Jakarta – Wakil Ketua Mahkamah Konstitusi (MK) Saldi Isra mengusulkan agar Komisi Pemilihan Umum (KPU) tidak lagi menggunakan nomor urut untuk pasangan calon (paslon) dalam pemilihan kepala daerah (pilkada). Menurutnya, langkah ini bisa menghindari potensi bias keberpihakan di masyarakat.
“Ke depan, kalau pasangan calonnya dua atau tiga, tidak usah diberi nomor lagi. Yang penting, gambarnya dicoblos. Soal angka ini memang repot. Orang sudah biasa mengangkat satu jari, lalu dianggap berpihak,” kata Saldi dalam sidang sengketa Pilkada 2024 di MK, Jumat (17/01/2025).
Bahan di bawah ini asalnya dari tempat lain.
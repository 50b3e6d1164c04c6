//! HTTP message model, response parsing and the wire exchange.

pub mod auth;
pub mod cookies;
pub mod digestauth;
pub mod header;
pub mod multipart;
pub mod options;
pub mod parameters;
pub mod requestbody;
pub mod response;
pub mod streamfactory;
pub mod transaction;
pub mod url;

// Re-exports for convenience
pub use self::auth::{Authentication, Digest};
pub use self::cookies::Cookies;
pub use self::digestauth::{DigestAlgorithm, DigestChallenge};
pub use self::header::Header;
pub use self::multipart::{Multipart, Part};
pub use self::options::{Redirects, Timeout};
pub use self::parameters::Parameters;
pub use self::requestbody::RequestBody;
pub use self::response::{ContentKind, MimeType, Response, TransferEncoding};
pub use self::streamfactory::{HttpStreamFactory, StreamFactory};
pub use self::transaction::HttpTransaction;
pub use self::url::Url;
pub use ::http::{Method, StatusCode};
#[cfg(test)]
mod tests {
    use super::*;

    fn parse(raw: &str) -> Response {
        Response::from_bytes(raw.as_bytes(), &Method::GET).unwrap()
    }

    #[test]
    fn test_content_length_body() {
        let response = parse("HTTP/1.1 200 OK\r\nContent-Length: 5\r\n\r\nhello");
        assert_eq!(response.status(), Some(StatusCode::OK));
        assert_eq!(response.reason(), "OK");
        assert_eq!(response.text(), "hello");
        assert!(response.ok());
        assert!(!response.closes_connection());
    }

    #[test]
    fn test_chunked_body() {
        let response =
            parse("HTTP/1.1 200 OK\r\nTransfer-Encoding: chunked\r\n\r\n5\r\nhello\r\n0\r\n\r\n");
        assert_eq!(response.text(), "hello");
        assert!(response.is_chunked());
    }

    #[test]
    fn test_close_delimited_body() {
        let response = parse("HTTP/1.1 200 OK\r\nX-Test: 1\r\n\r\nworld");
        assert_eq!(response.text(), "world");
        assert!(response.closes_connection());
    }

    #[test]
    fn test_identity_uses_content_length() {
        let response = parse(
            "HTTP/1.1 200 OK\r\nTransfer-Encoding: identity\r\nContent-Length: 3\r\n\r\nabcdef",
        );
        assert_eq!(response.text(), "abc");
        assert_eq!(response.transfer_encoding(), TransferEncoding::IDENTITY);
    }

    #[test]
    fn test_transfer_encoding_flags() {
        let flags = TransferEncoding::parse("gzip, Chunked");
        assert!(flags.contains(TransferEncoding::GZIP));
        assert!(flags.contains(TransferEncoding::CHUNKED));
        assert!(!flags.contains(TransferEncoding::DEFLATE));
        assert_eq!(flags.bits(), 9);
        assert!(flags.is_chunked_body());
        assert!(!TransferEncoding::IDENTITY.is_chunked_body());
        assert!(!TransferEncoding::NONE.is_chunked_body());
    }

    #[test]
    fn test_unparseable_status_defaults_to_200() {
        let response = parse("ICY abc Whatever\r\nContent-Length: 0\r\n\r\n");
        assert_eq!(response.status_code(), 200);
    }

    #[test]
    fn test_empty_response() {
        let err = Response::from_bytes(b"", &Method::GET).unwrap_err();
        assert!(matches!(err, NetError::EmptyResponse));
    }

    #[test]
    fn test_cookies_and_headers() {
        let response = parse(
            "HTTP/1.1 200 OK\r\n\
             Set-Cookie: session=abc123; Path=/; HttpOnly\r\n\
             set-cookie: theme=dark\r\n\
             X-Custom:   padded value  \r\n\
             Content-Length: 0\r\n\r\n",
        );
        assert_eq!(response.cookies().get("session"), Some("abc123"));
        assert_eq!(response.cookies().get("theme"), Some("dark"));
        assert_eq!(response.header("x-custom"), Some("padded value"));
        assert!(!response.headers().contains("set-cookie"));
    }

    #[test]
    fn test_repeated_headers_joined() {
        let response = parse("HTTP/1.1 200 OK\r\nVia: a\r\nvia: b\r\nContent-Length: 0\r\n\r\n");
        assert_eq!(response.header("Via"), Some("a, b"));
    }

    #[test]
    fn test_mime_and_charset() {
        let response = parse(
            "HTTP/1.1 200 OK\r\nContent-Type: Application/JSON; charset=\"UTF-8\"\r\nContent-Length: 2\r\n\r\n{}",
        );
        let mime = response.mime().unwrap();
        assert_eq!(mime.kind(), ContentKind::Application);
        assert_eq!(mime.subtype(), "json");
        assert_eq!(mime.to_string(), "application/json");
        assert_eq!(response.charset(), Some("UTF-8"));
        assert!(response.is_json());
        assert!(!response.is_xml());
    }

    #[test]
    fn test_content_kinds() {
        assert_eq!(ContentKind::parse("text"), ContentKind::Text);
        assert_eq!(ContentKind::parse("IMAGE"), ContentKind::Image);
        assert_eq!(ContentKind::parse("x-world"), ContentKind::XToken);
        assert!(MimeType::parse("").is_none());
        assert_eq!(
            MimeType::parse("application/atom+xml").unwrap().subtype(),
            "atom+xml"
        );
    }

    #[test]
    fn test_head_has_no_body() {
        let raw = b"HTTP/1.1 200 OK\r\nContent-Length: 1000\r\n\r\n";
        let response = Response::from_bytes(raw, &Method::HEAD).unwrap();
        assert!(response.body().is_empty());
        assert_eq!(response.headers().content_length(), Some(1000));
    }

    #[test]
    fn test_no_content_has_no_body() {
        let response = parse("HTTP/1.1 204 No Content\r\n\r\n");
        assert!(response.body().is_empty());
        assert!(!response.closes_connection());
    }

    #[test]
    fn test_redirect_method() {
        let found = parse("HTTP/1.1 302 Found\r\nLocation: /next\r\nContent-Length: 0\r\n\r\n");
        assert_eq!(found.redirect_method(&Method::GET), Some(Method::GET));
        assert_eq!(found.redirect_method(&Method::HEAD), Some(Method::HEAD));
        assert_eq!(found.redirect_method(&Method::POST), None);
        assert_eq!(found.location(), Some("/next"));

        let see_other = parse("HTTP/1.1 303 See Other\r\nContent-Length: 0\r\n\r\n");
        assert_eq!(see_other.redirect_method(&Method::POST), Some(Method::GET));

        let ok = parse("HTTP/1.1 200 OK\r\nLocation: /elsewhere\r\nContent-Length: 0\r\n\r\n");
        for method in [Method::GET, Method::HEAD, Method::POST, Method::PUT] {
            assert_eq!(ok.redirect_method(&method), None);
        }
    }

    #[test]
    fn test_unauthorized() {
        let response = parse("HTTP/1.1 401 Unauthorized\r\nContent-Length: 0\r\n\r\n");
        assert!(response.unauthorized());
        assert!(!response.ok());
    }

    #[test]
    fn test_http10_closes_by_default() {
        let response = parse("HTTP/1.0 200 OK\r\nContent-Length: 0\r\n\r\n");
        assert!(response.closes_connection());

        let keep = parse("HTTP/1.0 200 OK\r\nConnection: Keep-Alive\r\nContent-Length: 0\r\n\r\n");
        assert!(!keep.closes_connection());
    }

    #[test]
    fn test_has_content() {
        assert!(!Response::default().has_content());
        assert!(parse("HTTP/1.1 200 OK\r\nContent-Length: 0\r\n\r\n").has_content());
    }

    #[cfg(feature = "json")]
    #[test]
    fn test_json_body() {
        #[derive(serde::Deserialize)]
        struct Greeting {
            hello: String,
        }
        let response = parse(
            "HTTP/1.1 200 OK\r\nContent-Type: application/json\r\nContent-Length: 17\r\n\r\n{\"hello\":\"world\"}",
        );
        let greeting: Greeting = response.json().unwrap();
        assert_eq!(greeting.hello, "world");
    }
}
Usulan ini muncul saat Saldi memimpin sidang panel terkait sengketa perkara Pilkada Kota Tangerang Selatan. Dalam sidang tersebut, KPU Tangerang Selatan, yang diwakili kuasa hukumnya, Saleh, menjelaskan dugaan ketidaknetralan atas penayangan iklan televisi yang mempromosikan paslon nomor urut 1.
Saleh menjelaskan bahwa KPU Tangerang Selatan telah meminta televisi bersangkutan menurunkan iklan tersebut. “Iklan itu diturunkan pada 23 November 2024 setelah evaluasi. Kami juga menerima surat dari Bawaslu untuk melakukan perbaikan,” jelas Saleh.
Mendengar penjelasan itu, Saldi sempat berkelakar bahwa gestur yang diperagakan dalam iklan sebaiknya diganti dengan kepalan jari untuk menghindari kecurigaan publik.
“Sebaiknya kepalan jari saja supaya orang tidak curiga,” kata Saldi, yang disambut tawa para peserta sidang.
Saldi juga menyarankan agar KPU mempertimbangkan penghapusan nomor urut jika jumlah paslon terbatas.
“Kalau calonnya sedikit, kolomnya saja yang dihitung. Ini supaya kita tidak terjebak pada bias angka,” tambahnya.
Meski demikian, ia menyadari bahwa perubahan ini memerlukan revisi undang-undang yang mengatur teknis pemilu.
“Kalau undang-undangnya masih mensyaratkan ada angka, maka pembuat undang-undang harus mengubahnya,” ujar Saldi.
Pandangan ini menyoroti perlunya evaluasi sistem pemilu untuk mengurangi potensi konflik dan menjaga netralitas penyelenggara pemilu.